However, this contract is suboptimal for several large consumers of this API, including GCC (https://gcc.gnu.org/bugzilla/show_bug.cgi?id=32667), clang (https://reviews.llvm.org/D86993), and rustc (https://doc.rust-lang.org/nightly/core/index.html#how-to-use-the-core-library). All of these compilers assume that when both pointers are equal, memcpy is effectively a NOP.

(I am not a compiler backend engineer, so I cannot fully explain why they consider this contract insufficient and are amending it unilaterally. But there seems to be a widespread consensus on the compiler side that adding an extra conditional to guard against the case of both pointers being equal has significant cost. Obviously compilers should have tried to work with libc implementations and not just unilaterally assume a different contract than what is documented; I cannot speak to the history of how we got here, I would just like to improve the situation here and now.)

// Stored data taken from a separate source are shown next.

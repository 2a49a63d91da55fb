//! Escape-sequence and control-character stripping.

use regex::Regex;
use std::borrow::Cow;
use std::sync::LazyLock;

/// CSI sequences (`ESC [ params final`) and OSC strings terminated by BEL or ST.
static ANSI_RE: LazyLock<Regex> = LazyLock::new(|| {
    Regex::new(r"\x1b\[[0-9;?]*[a-zA-Z]|\x1b\][^\x07\x1b]*(?:\x07|\x1b\\)").unwrap()
});

static CONTROL_RE: LazyLock<Regex> = LazyLock::new(|| Regex::new(r"[\x00-\x1f\x7f]").unwrap());

/// Remove terminal escape sequences, leaving the printable text.
pub fn strip_ansi(input: &str) -> Cow<'_, str> {
    if !input.contains('\x1b') {
        return Cow::Borrowed(input);
    }
    ANSI_RE.replace_all(input, "")
}

/// Remove C0 control characters and DEL.
pub fn strip_control(input: &str) -> Cow<'_, str> {
    CONTROL_RE.replace_all(input, "")
}
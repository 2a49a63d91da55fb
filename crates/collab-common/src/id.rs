use rand::RngCore;
use serde::{Deserialize, Serialize};
use std::fmt;

/// Number of random bytes behind a session id (hex-encoded to twice as many chars).
const SESSION_ID_BYTES: usize = 16;

/// Generate an unguessable session id: 16 bytes from the thread-local CSPRNG,
/// hex-encoded to 32 lowercase characters.
pub fn new_session_id() -> String {
    let mut bytes = [0u8; SESSION_ID_BYTES];
    rand::thread_rng().fill_bytes(&mut bytes);
    bytes.iter().map(|b| format!("{b:02x}")).collect()
}

/// Wall-clock milliseconds since the Unix epoch.
pub fn now_millis() -> i64 {
    chrono::Utc::now().timestamp_millis()
}

#[derive(Debug, Clone, PartialEq, Eq, Hash, Serialize, Deserialize)]
pub struct SessionId(String);

impl SessionId {
    pub fn new() -> Self {
        Self(new_session_id())
    }

    /// Accepts only the canonical 32-char lowercase hex shape.
    pub fn parse(raw: &str) -> Option<Self> {
        let valid = raw.len() == SESSION_ID_BYTES * 2
            && raw.bytes().all(|b| b.is_ascii_digit() || (b'a'..=b'f').contains(&b));
        valid.then(|| Self(raw.to_string()))
    }

    pub fn as_str(&self) -> &str {
        &self.0
    }

    /// First eight characters, used as a log prefix.
    pub fn short(&self) -> &str {
        &self.0[..self.0.len().min(8)]
    }
}

impl Default for SessionId {
    fn default() -> Self {
        Self::new()
    }
}

impl fmt::Display for SessionId {
    fn fmt(&self, f: &mut fmt::Formatter<'_>) -> fmt::Result {
        write!(f, "{}", self.0)
    }
}

/// Per-connection identifier, unique for the lifetime of the server process.
#[derive(Debug, Clone, Copy, PartialEq, Eq, Hash, PartialOrd, Ord, Serialize, Deserialize)]
pub struct ClientId(pub u64);

impl fmt::Display for ClientId {
    fn fmt(&self, f: &mut fmt::Formatter<'_>) -> fmt::Result {
        write!(f, "{}", self.0)
    }
}
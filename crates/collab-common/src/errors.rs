use std::path::PathBuf;

#[derive(Debug, thiserror::Error)]
pub enum ConfigError {
    #[error("config file not found: {0}")]
    FileNotFound(PathBuf),

    #[error("config parse error: {0}")]
    ParseError(String),

    #[error("config validation error: {0}")]
    ValidationError(String),
}

/// Failures of the pseudo-terminal layer.
#[derive(Debug, thiserror::Error)]
pub enum TerminalError {
    #[error("failed to spawn process: {0}")]
    SpawnFailed(String),

    #[error(transparent)]
    Io(#[from] std::io::Error),
}

/// Errors surfaced by session lifecycle operations.
///
/// Only creation can fail in a way the caller sees; everything that happens
/// inside a running session is contained there.
#[derive(Debug, thiserror::Error)]
pub enum SessionError {
    #[error("invalid repo URL: {0}")]
    InvalidRepo(String),

    #[error("maximum sessions ({max}) reached")]
    Capacity { max: usize },

    #[error("repository acquisition failed: {0}")]
    Acquisition(String),

    #[error(transparent)]
    Spawn(#[from] TerminalError),

    #[error("session not found: {0}")]
    NotFound(String),

    #[error("session {0} has ended")]
    Ended(String),

    #[error(transparent)]
    Io(#[from] std::io::Error),
}

#[derive(Debug, thiserror::Error)]
pub enum CollabError {
    #[error(transparent)]
    Config(#[from] ConfigError),

    #[error(transparent)]
    Session(#[from] SessionError),

    #[error(transparent)]
    Terminal(#[from] TerminalError),

    #[error(transparent)]
    Io(#[from] std::io::Error),

    #[error("network error: {0}")]
    Network(String),

    #[error("{0}")]
    Other(String),
}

Efforts seem to be underway to change the C standard to make this API contract more useful for these compilers (https://reviews.llvm.org/D86993#4585590), but that is a slow process. So in the meantime it would be great if glibc could guarantee that for the special case where to==from, behavior is indeed well-defined. (Given that in particular the flagship compiler of the GNU project itself makes this assumption, I hope this is a reasonable request.)

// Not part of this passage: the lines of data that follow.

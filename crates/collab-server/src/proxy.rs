//! Reverse proxy from `/preview/:id/*path` to the session's preview port.

use axum::body::Body;
use axum::extract::{Path, Request, State};
use axum::http::header::{self, HeaderMap};
use axum::http::{Method, StatusCode};
use axum::response::{IntoResponse, Redirect, Response};

use crate::state::AppState;

/// Response headers that stop the preview from rendering inside the
/// dashboard's frame.
const STRIPPED_RESPONSE_HEADERS: &[&str] = &[
    "x-frame-options",
    "content-security-policy",
    "set-cookie",
];

const HOP_BY_HOP_HEADERS: &[&str] = &[
    "connection",
    "keep-alive",
    "proxy-authenticate",
    "proxy-authorization",
    "te",
    "trailer",
    "transfer-encoding",
    "upgrade",
];

/// `/preview/:id` has no trailing slash, so relative asset paths would
/// resolve one level too high.
pub async fn preview_redirect(Path(id): Path<String>) -> Redirect {
    Redirect::permanent(&format!("/preview/{id}/"))
}

pub async fn preview_root(
    State(state): State<AppState>,
    Path(id): Path<String>,
    req: Request,
) -> Response {
    forward(state, &id, req).await
}

pub async fn preview_path(
    State(state): State<AppState>,
    Path((id, _rest)): Path<(String, String)>,
    req: Request,
) -> Response {
    forward(state, &id, req).await
}

async fn forward(state: AppState, id: &str, req: Request) -> Response {
    let port = match state.registry.get_internal(id).await {
        Some(handle) if handle.is_active() => handle.preview_port(),
        _ => return (StatusCode::NOT_FOUND, "Session not found").into_response(),
    };
    let Some(port) = port else {
        return (StatusCode::NOT_FOUND, "No preview port set").into_response();
    };

    let rest = raw_subpath(req.uri().path());
    let url = upstream_url(&state.upstream_host, port, rest, req.uri().query());
    let (parts, body) = req.into_parts();
    let forward_body = carries_body(&parts.method, &parts.headers);

    let mut headers = parts.headers;
    strip_hop_by_hop(&mut headers);
    headers.remove(header::HOST);

    let mut upstream = state.http.request(parts.method.clone(), &url).headers(headers);
    if forward_body {
        upstream = upstream.body(reqwest::Body::wrap_stream(body.into_data_stream()));
    }

    let response = match upstream.send().await {
        Ok(response) => response,
        Err(e) => {
            tracing::debug!(url = %url, error = %e, "preview upstream failed");
            return (
                StatusCode::BAD_GATEWAY,
                format!("Preview server not reachable on port {port}"),
            )
                .into_response();
        }
    };

    let status = response.status();
    let mut headers = response.headers().clone();
    strip_response_headers(&mut headers);

    let mut out = Response::new(Body::from_stream(response.bytes_stream()));
    *out.status_mut() = status;
    *out.headers_mut() = headers;
    out
}

/// The request path below `/preview/<id>/`, still percent-encoded.
fn raw_subpath(path: &str) -> &str {
    path.strip_prefix("/preview/")
        .and_then(|rest| rest.split_once('/'))
        .map_or("", |(_, sub)| sub)
}

/// GET and HEAD only stream a body when the client framed one.
fn carries_body(method: &Method, headers: &HeaderMap) -> bool {
    if *method != Method::GET && *method != Method::HEAD {
        return true;
    }
    headers.contains_key(header::TRANSFER_ENCODING)
        || headers
            .get(header::CONTENT_LENGTH)
            .and_then(|v| v.to_str().ok())
            .and_then(|v| v.parse::<u64>().ok())
            .is_some_and(|len| len > 0)
}

fn upstream_url(host: &str, port: u16, rest: &str, query: Option<&str>) -> String {
    let path = rest.trim_start_matches('/');
    match query {
        Some(q) => format!("http://{host}:{port}/{path}?{q}"),
        None => format!("http://{host}:{port}/{path}"),
    }
}

fn strip_hop_by_hop(headers: &mut HeaderMap) {
    for name in HOP_BY_HOP_HEADERS {
        headers.remove(*name);
    }
}

fn strip_response_headers(headers: &mut HeaderMap) {
    strip_hop_by_hop(headers);
    for name in STRIPPED_RESPONSE_HEADERS {
        headers.remove(*name);
    }
}
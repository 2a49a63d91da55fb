pub mod errors;
pub mod id;
pub mod rate_limit;

pub use errors::{CollabError, ConfigError, SessionError, TerminalError};
pub use id::{new_session_id, now_millis, ClientId, SessionId};
pub use rate_limit::{KeyedRateWindows, RateWindow};

pub type Result<T> = std::result::Result<T, CollabError>;
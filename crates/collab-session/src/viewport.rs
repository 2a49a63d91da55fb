//! Shared viewport negotiation.
//!
//! Every participant sees the same terminal, so the process is sized to the
//! smallest reported viewport.

use collab_terminal::{DEFAULT_COLS, DEFAULT_ROWS};
use serde::Serialize;

pub const MIN_COLS: u16 = 20;
pub const MAX_COLS: u16 = 500;
pub const MIN_ROWS: u16 = 5;
pub const MAX_ROWS: u16 = 200;

#[derive(Debug, Clone, Copy, PartialEq, Eq, Serialize)]
pub struct ViewportSize {
    pub cols: u16,
    pub rows: u16,
}

impl ViewportSize {
    /// Accept a client report only within 20..=500 columns and 5..=200 rows.
    pub fn from_report(cols: u32, rows: u32) -> Option<Self> {
        let cols = u16::try_from(cols).ok()?;
        let rows = u16::try_from(rows).ok()?;
        ((MIN_COLS..=MAX_COLS).contains(&cols) && (MIN_ROWS..=MAX_ROWS).contains(&rows))
            .then_some(Self { cols, rows })
    }
}

impl Default for ViewportSize {
    fn default() -> Self {
        Self {
            cols: DEFAULT_COLS,
            rows: DEFAULT_ROWS,
        }
    }
}

/// Coordinate-wise minimum of `sizes`, starting from the default size and
/// floored at 20x5.
pub fn effective_size(sizes: impl IntoIterator<Item = ViewportSize>) -> ViewportSize {
    let min = sizes
        .into_iter()
        .fold(ViewportSize::default(), |acc, s| ViewportSize {
            cols: acc.cols.min(s.cols),
            rows: acc.rows.min(s.rows),
        });
    ViewportSize {
        cols: min.cols.max(MIN_COLS),
        rows: min.rows.max(MIN_ROWS),
    }
}
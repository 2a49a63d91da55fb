//! Repository references and acquisition.
//!
//! Only GitHub repositories are accepted, written either as an HTTPS URL or
//! in SSH form. Acquisition clones over SSH into `<repos_dir>/<owner>/<name>`
//! and reuses an existing checkout.

use std::path::{Path, PathBuf};
use std::process::Command;
use std::sync::LazyLock;

use collab_common::SessionError;
use regex::Regex;

static HTTPS_RE: LazyLock<Regex> = LazyLock::new(|| {
    Regex::new(r"^https?://github\.com/([\w.-]+)/([\w.-]+?)(?:\.git)?$").unwrap()
});

static SSH_RE: LazyLock<Regex> =
    LazyLock::new(|| Regex::new(r"^git@github\.com:([\w.-]+)/([\w.-]+?)(?:\.git)?$").unwrap());

#[derive(Debug, Clone, PartialEq, Eq)]
pub struct RepoRef {
    pub owner: String,
    pub name: String,
}

impl RepoRef {
    pub fn parse(url: &str) -> Result<Self, SessionError> {
        let url = url.trim();
        let caps = SSH_RE
            .captures(url)
            .or_else(|| HTTPS_RE.captures(url))
            .ok_or_else(|| SessionError::InvalidRepo(url.to_string()))?;
        let owner = caps[1].to_string();
        let name = caps[2].to_string();
        if owner.contains("..") || name.contains("..") {
            return Err(SessionError::InvalidRepo(format!(
                "{url}: path traversal in owner/name"
            )));
        }
        Ok(Self { owner, name })
    }

    /// `owner/name`, shown to participants.
    pub fn label(&self) -> String {
        format!("{}/{}", self.owner, self.name)
    }

    pub fn ssh_url(&self) -> String {
        format!("git@github.com:{}/{}.git", self.owner, self.name)
    }

    /// Where the checkout lives under `repos_dir`.
    pub fn checkout_dir(&self, repos_dir: &Path) -> PathBuf {
        repos_dir.join(&self.owner).join(&self.name)
    }
}

/// Produces a working directory for a repository. Called on the blocking
/// pool.
pub trait RepoAcquirer: Send + Sync {
    fn acquire(&self, repo: &RepoRef, repos_dir: &Path) -> Result<PathBuf, SessionError>;
}

/// Clones with the system `git` binary.
#[derive(Debug, Default, Clone, Copy)]
pub struct GitAcquirer;

impl RepoAcquirer for GitAcquirer {
    fn acquire(&self, repo: &RepoRef, repos_dir: &Path) -> Result<PathBuf, SessionError> {
        let dir = repo.checkout_dir(repos_dir);
        if dir.join(".git").is_dir() {
            tracing::info!(repo = %repo.label(), "reusing existing checkout at {}", dir.display());
            return Ok(dir);
        }

        std::fs::create_dir_all(repos_dir.join(&repo.owner))?;
        let url = repo.ssh_url();
        tracing::info!(repo = %repo.label(), "cloning {url} into {}", dir.display());
        let status = Command::new("git")
            .arg("clone")
            .arg(&url)
            .arg(&dir)
            .status()
            .map_err(|e| SessionError::Acquisition(format!("failed to run git: {e}")))?;
        if !status.success() {
            return Err(SessionError::Acquisition(format!(
                "git clone exited with {status}"
            )));
        }
        Ok(dir)
    }
}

My assumption is that this only requires a change to the documentation, and that the implementation is already well-defined for to==from. If, however, the implementation of glibc on some targets is *not* producing well-defined results for to==from, then that would also be very interesting to know.
Comment 1 Adhemerval Zanella 2023-11-13 18:47:42 UTC
(In reply to Ralf Jung from comment #0)
> 
> My assumption is that this only requires a change to the documentation, and
> that the implementation is already well-defined for to==from. If, however,
> the implementation of glibc on some targets is *not* producing well-defined
> results for to==from, then that would also be very interesting to know.

From the draft proposal document [1], it means that memcpy and other string/memory functions might accept NULL/invalid arguments. 

It would require glibc to remove the __nonnull on various prototypes and check if the compiler builtin used on fortify would also handle NULL pointers correctly.  It would require extending both default and fortify testing, and adding appropriate support if required (on fortify wrappers for instance if there are compiler bugs). 

I am also not sure if *all* the architecture memcpy implementation handles memcpy(x, x, n) correctly, although I expect it would not be an issue (GCC is already generating code with this assumption).

The PowerPC dcbz trick is not used on powerpc optimization, and cache fill instructions are only used on memset implementations (and for zero fill, so I don't think this would be an issue).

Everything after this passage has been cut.